In the span of two NHL seasons, forward Mike Santorelli has gone from promising young player to the waiver wire as his ice time, numbers, and shooting percentage dropped last season, falling from second in club scoring to 14th. While 2011-12 was a year to remember for the entire Panthers organization, it’s one Santorelli would probably like to forget.

Is there still hope for the 26 year-old Vancouver native? Find out after the jump…

Santorelli was acquired from Nashville for Florida’s fourth-round pick (Josh Shalla) in the 2011 Entry Draft. He played in all 82 games and scored 20 goals off a solid 10.4 shooting percentage. He was the fourth most used forward (behind David Booth, Marty Reasoner, and Stephen Weiss) and was lined up with David Booth and Stephen Weiss on the Panthers top powerplay, where he was second (third if you count Sergei Samsonov) in powerplay points.

In the AHL, Santorelli registered 579 shots, leading the Milwaukee Admirals in shots and points in his final two seasons (he had 204 in his first season, which was second). A career 0.83 point per game player in the AHL, Santorelli scored 171 points (career 74 goals and 97 assists) in 207 games. Using the NHLe formula, he’s a 12.9 goal, 16.9 assist, 29.8 point player in the NHL, which isn’t far off if average his two full seasons in the NHL (26 points).

So what happened that caused Santorelli to drop from 0.24 goals per game to just 0.15? His ice time was cut, for starters.
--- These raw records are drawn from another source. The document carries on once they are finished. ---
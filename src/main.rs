use std::fs;
use std::path::Path;

use shade::{CoalesceStrategy, PlatformConfig, allocate, loader};

const VERSION: &str = env!("CARGO_PKG_VERSION");

fn main() {
    let args = std::env::args().collect::<Vec<String>>();

    let mut file: Option<String> = None;
    let mut target: Option<String> = None;
    let mut platform_file: Option<String> = None;
    let mut strategy = CoalesceStrategy::LargestFirst;

    let mut i = 1;
    while i < args.len() {
        match args[i].as_str() {
            "--version" | "-v" => {
                println!("Shade Allocator {}", VERSION);
                return;
            }
            "--help" | "-h" => {
                print_usage(&args[0]);
                return;
            }
            "--target" | "-t" => {
                i += 1;
                match args.get(i) {
                    Some(name) => target = Some(name.clone()),
                    None => {
                        eprintln!("error: --target needs a value");
                        std::process::exit(1);
                    }
                }
            }
            "--platform" | "-p" => {
                i += 1;
                match args.get(i) {
                    Some(path) => platform_file = Some(path.clone()),
                    None => {
                        eprintln!("error: --platform needs a value");
                        std::process::exit(1);
                    }
                }
            }
            "--strategy" | "-s" => {
                i += 1;
                strategy = match args.get(i).map(String::as_str) {
                    Some("largest") => CoalesceStrategy::LargestFirst,
                    Some("connected") => CoalesceStrategy::MostConnected,
                    Some(other) => {
                        eprintln!("error: unknown strategy '{}' (expected largest or connected)", other);
                        std::process::exit(1);
                    }
                    None => {
                        eprintln!("error: --strategy needs a value");
                        std::process::exit(1);
                    }
                };
            }
            other if file.is_none() && !other.starts_with('-') => {
                file = Some(other.to_string());
            }
            other => {
                eprintln!("error: unexpected argument '{}'", other);
                print_usage(&args[0]);
                std::process::exit(1);
            }
        }
        i += 1;
    }

    let Some(file) = file else {
        print_usage(&args[0]);
        std::process::exit(1);
    };

    // Read project description
    let source = match fs::read_to_string(&file) {
        Ok(s) => s,
        Err(e) => {
            eprintln!("error: {}: {}", file, e);
            std::process::exit(1);
        }
    };

    // Parse into a function table
    let mut project = match loader::load_str(&source, target.as_deref()) {
        Ok(project) => project,
        Err(e) => {
            eprintln!("error: {}", e);
            std::process::exit(1);
        }
    };

    // A custom memory map replaces the target preset; the project's own
    // zero-page reservations still apply on top.
    if let Some(path) = platform_file {
        match PlatformConfig::load(Path::new(&path)) {
            Ok(mut custom) => {
                custom.user_reserved.extend(project.platform.user_reserved.iter().copied());
                project.platform = custom;
            }
            Err(e) => {
                eprintln!("error: {}", e);
                std::process::exit(1);
            }
        }
    }

    // Run the allocation pipeline
    match allocate(&project.table, &project.platform, strategy) {
        Ok(layout) => {
            for warning in &layout.warnings {
                eprintln!("warning: {}", warning);
            }
            print!("{}", layout.report(&project.table, &project.platform));
        }
        Err(errors) => {
            for error in &errors {
                eprintln!("error: {}", error);
            }
            std::process::exit(1);
        }
    }
}

fn print_usage(program: &str) {
    eprintln!("Usage: {} <project.toml> [options]", program);
    eprintln!();
    eprintln!("Options:");
    eprintln!("  -t, --target <name>       Target machine: c64, c128, vic20, x16");
    eprintln!("  -p, --platform <file>     Custom memory map (TOML), replaces the preset");
    eprintln!("  -s, --strategy <name>     Coalescing order: largest, connected");
    eprintln!("  -h, --help                Print this help message");
    eprintln!("  -v, --version             Print version information");
}
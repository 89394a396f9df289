//! Call Graph
//!
//! Dense adjacency lists over the function table. Indirect call sites
//! have no points-to information at this stage, so they fan out to every
//! function with a matching signature and the edges are flagged
//! unresolved.

pub mod interrupt;
pub mod recursion;

use rustc_hash::FxHashSet as HashSet;

use crate::table::{CallSite, FunctionId, FunctionTable};

/// One call edge. `resolved` is false for edges synthesized from
/// indirect call sites.
#[derive(Debug, Clone, Copy, PartialEq, Eq)]
pub struct CallEdge {
    pub caller: FunctionId,
    pub callee: FunctionId,
    pub resolved: bool,
}

/// Whole-program call graph with both edge directions materialized.
#[derive(Debug)]
pub struct CallGraph {
    callees: Vec<Vec<FunctionId>>,
    callers: Vec<Vec<FunctionId>>,
    edges: Vec<CallEdge>,
}

impl CallGraph {
    /// Build the graph from all call sites in the table.
    pub fn build(table: &FunctionTable) -> Self {
        let n = table.len();
        let mut callees: Vec<Vec<FunctionId>> = vec![Vec::new(); n];
        let mut callers: Vec<Vec<FunctionId>> = vec![Vec::new(); n];
        let mut edges = Vec::new();
        let mut seen: HashSet<(FunctionId, FunctionId)> = HashSet::default();

        for (caller, function) in table.iter() {
            for site in &function.call_sites {
                match site {
                    CallSite::Direct(callee) => {
                        push_edge(
                            &mut callees, &mut callers, &mut edges, &mut seen,
                            CallEdge { caller, callee: *callee, resolved: true },
                        );
                    }
                    CallSite::Indirect(signature) => {
                        // Conservative fan-out: any function with this
                        // signature may be the target.
                        for (callee, candidate) in table.iter() {
                            if candidate.signature == *signature {
                                push_edge(
                                    &mut callees, &mut callers, &mut edges, &mut seen,
                                    CallEdge { caller, callee, resolved: false },
                                );
                            }
                        }
                    }
                }
            }
        }

        Self { callees, callers, edges }
    }

    pub fn callees(&self, id: FunctionId) -> &[FunctionId] {
        &self.callees[id.index()]
    }

    pub fn callers(&self, id: FunctionId) -> &[FunctionId] {
        &self.callers[id.index()]
    }

    pub fn edges(&self) -> &[CallEdge] {
        &self.edges
    }

    pub fn len(&self) -> usize {
        self.callees.len()
    }

    pub fn is_empty(&self) -> bool {
        self.callees.is_empty()
    }
}

fn push_edge(
    callees: &mut [Vec<FunctionId>],
    callers: &mut [Vec<FunctionId>],
    edges: &mut Vec<CallEdge>,
    seen: &mut HashSet<(FunctionId, FunctionId)>,
    edge: CallEdge,
) {
    // A direct and an indirect site to the same callee collapse to one
    // adjacency entry; the first edge wins in the edge list.
    if seen.insert((edge.caller, edge.callee)) {
        callees[edge.caller.index()].push(edge.callee);
        callers[edge.callee.index()].push(edge.caller);
        edges.push(edge);
    }
}
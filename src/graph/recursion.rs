//! Recursion Detection
//!
//! Finds call cycles (including self-calls and mutual recursion through
//! indirect edges) and validates that every function on a cycle carries
//! the explicit recursive opt-in. Functions on a cycle must use the
//! stack-frame calling convention; everything else keeps static frames.

use crate::alloc::AllocError;
use crate::graph::CallGraph;
use crate::table::{FunctionId, FunctionTable};

/// Result of the recursion pass: which functions sit on a call cycle.
#[derive(Debug)]
pub struct RecursionInfo {
    recursive: Vec<bool>,
}

impl RecursionInfo {
    pub fn is_recursive(&self, id: FunctionId) -> bool {
        self.recursive[id.index()]
    }

    /// Ids of all recursive functions, ascending.
    pub fn recursive_ids(&self) -> impl Iterator<Item = FunctionId> + '_ {
        self.recursive
            .iter()
            .enumerate()
            .filter(|&(_, &r)| r)
            .map(|(i, _)| FunctionId(i as u32))
    }
}

/// Detect cycles and validate opt-ins. All unmarked cycles are reported
/// together, one error per strongly connected component, each carrying a
/// concrete closed call chain.
pub fn analyze(
    table: &FunctionTable,
    graph: &CallGraph,
) -> Result<RecursionInfo, Vec<AllocError>> {
    let mut recursive = vec![false; table.len()];
    let mut errors = Vec::new();

    for component in strongly_connected_components(graph) {
        let self_loop = component.len() == 1
            && graph.callees(component[0]).contains(&component[0]);
        if component.len() < 2 && !self_loop {
            continue;
        }

        for &id in &component {
            recursive[id.index()] = true;
        }

        let unmarked: Vec<String> = component
            .iter()
            .filter(|&&id| !table.get(id).declared_recursive)
            .map(|&id| table.get(id).name.clone())
            .collect();

        if !unmarked.is_empty() {
            let chain = cycle_chain(graph, &component)
                .into_iter()
                .map(|id| table.get(id).name.clone())
                .collect();
            errors.push(AllocError::UnmarkedRecursion { chain, unmarked });
        }
    }

    if errors.is_empty() {
        Ok(RecursionInfo { recursive })
    } else {
        Err(errors)
    }
}

/// Iterative Tarjan. Components come out sorted by smallest member so
/// diagnostics are deterministic.
fn strongly_connected_components(graph: &CallGraph) -> Vec<Vec<FunctionId>> {
    let n = graph.len();
    let mut index: Vec<Option<u32>> = vec![None; n];
    let mut lowlink: Vec<u32> = vec![0; n];
    let mut on_stack = vec![false; n];
    let mut stack: Vec<usize> = Vec::new();
    let mut next_index = 0u32;
    let mut components = Vec::new();

    // Explicit DFS frames: (node, next callee position).
    let mut frames: Vec<(usize, usize)> = Vec::new();

    for root in 0..n {
        if index[root].is_some() {
            continue;
        }
        frames.push((root, 0));
        index[root] = Some(next_index);
        lowlink[root] = next_index;
        next_index += 1;
        stack.push(root);
        on_stack[root] = true;

        while let Some(&mut (node, ref mut pos)) = frames.last_mut() {
            let callees = graph.callees(FunctionId(node as u32));
            if *pos < callees.len() {
                let next = callees[*pos].index();
                *pos += 1;
                match index[next] {
                    None => {
                        index[next] = Some(next_index);
                        lowlink[next] = next_index;
                        next_index += 1;
                        stack.push(next);
                        on_stack[next] = true;
                        frames.push((next, 0));
                    }
                    Some(next_idx) => {
                        if on_stack[next] {
                            lowlink[node] = lowlink[node].min(next_idx);
                        }
                    }
                }
            } else {
                frames.pop();
                if let Some(&(parent, _)) = frames.last() {
                    lowlink[parent] = lowlink[parent].min(lowlink[node]);
                }
                if Some(lowlink[node]) == index[node] {
                    let mut component = Vec::new();
                    loop {
                        let member = stack.pop().expect("scc stack underflow");
                        on_stack[member] = false;
                        component.push(FunctionId(member as u32));
                        if member == node {
                            break;
                        }
                    }
                    component.sort();
                    components.push(component);
                }
            }
        }
    }

    components.sort_by_key(|c| c[0]);
    components
}

/// Walk one concrete cycle through a strongly connected component,
/// returned closed: `[a, b, c, a]`. A self-loop yields `[a, a]`.
fn cycle_chain(graph: &CallGraph, component: &[FunctionId]) -> Vec<FunctionId> {
    let start = component[0];
    let in_component = |id: FunctionId| component.contains(&id);

    let mut path = vec![start];
    let mut positions = vec![0usize];
    let mut visited = vec![start];

    while let Some(&node) = path.last() {
        let pos = positions.last_mut().expect("path/position mismatch");
        let callees = graph.callees(node);
        if *pos < callees.len() {
            let next = callees[*pos];
            *pos += 1;
            if next == start {
                path.push(start);
                return path;
            }
            if in_component(next) && !visited.contains(&next) {
                visited.push(next);
                path.push(next);
                positions.push(0);
            }
        } else {
            path.pop();
            positions.pop();
        }
    }

    // Strong connectivity guarantees the walk above closes the cycle.
    unreachable!("no cycle found in strongly connected component")
}
pub mod fixtures;
pub mod harness;
use std::str::FromStr;

use serde::{Deserialize, Serialize};

use crate::ValidationError;

/// Lifecycle state of an uplet on the ledger.
///
/// Transitions form a DAG owned by the ledger: `todo -> pending ->
/// {done, failed}`, no backward edges.  Workers only ever claim a `todo`
/// task and report `done` or `failed` from `pending`.
#[derive(
    Debug,
    Clone,
    Copy,
    PartialEq,
    Eq,
    Serialize,
    Deserialize,
    strum::Display,
    strum::EnumString,
)]
#[strum(serialize_all = "lowercase")]
#[serde(rename_all = "lowercase")]
pub enum TaskStatus {
    /// Published by the orchestrator, not yet picked up.
    Todo,
    /// A worker has claimed the task.
    Pending,
    /// Terminal: the task completed and its outputs were reported.
    Done,
    /// Terminal: the task failed; outputs are not to be trusted.
    Failed,
}

impl TaskStatus {
    /// Parse a wire status string, mapping unknown values to a
    /// [`ValidationError`] rather than a decode error.
    pub fn parse(raw: &str) -> Result<Self, ValidationError> {
        Self::from_str(raw).map_err(|_| ValidationError::UnknownStatus {
            status: raw.to_owned(),
        })
    }
}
Season TOI/G ES TOI/G PP TOI/G SH TOI/G
2010-11 16:41 12:36 2:41 1:22
2011-12 12:24 11:16 1:05 0:02

Santorelli went from 21.8 shifts per game to 17.6, losing all his shorthanded ice time. With the cut of his powerplay minutes, he went from 12 points to just three (tied for eighth on the team with Michal Repik), 28 on even strength to just eight. His GVT dropped from 4.0 to replacement player level (career AHLer) at -0.0.

His shot totals also dropped, from 193 (second on the team behind Booth) in 2010-11 to just 117 (eighth on the team), causing his shooting percentage to drop to 7.7% The Panthers were 15th in the NHL with 2433 shots (29.7 per game), scoring 197 non-shootout goals (27th in the NHL), and had a team shooting percentage of 8.1%, same as the New York Islanders.

With his ice time cut and shots decreased, his PDO was 974 at even strength last season, 12 among Panther forwards who played 40+ games, thanks to a team worst On-Ice Team Shooting Percentage of 4.56 (7.84 last season, second best on the roster), that not even a 929 On-Ice Team Save Percentage could save. If Santorelli does continue to play in the NHL, we can expect his PDO to crawl towards 1000 over time.

The 2012-13 VUKOTA Projections do expect Santorelli to bounce back, not as much as his 2011-12 Projections (71.6 GP, 18.1G, 19.9 A, 38.0 Pts), but he is ranked 469 in the NHL in projected GVT, which is a huge increase from finishing the season ranked 747th last season. Of course, he needs get out of the doghouse first.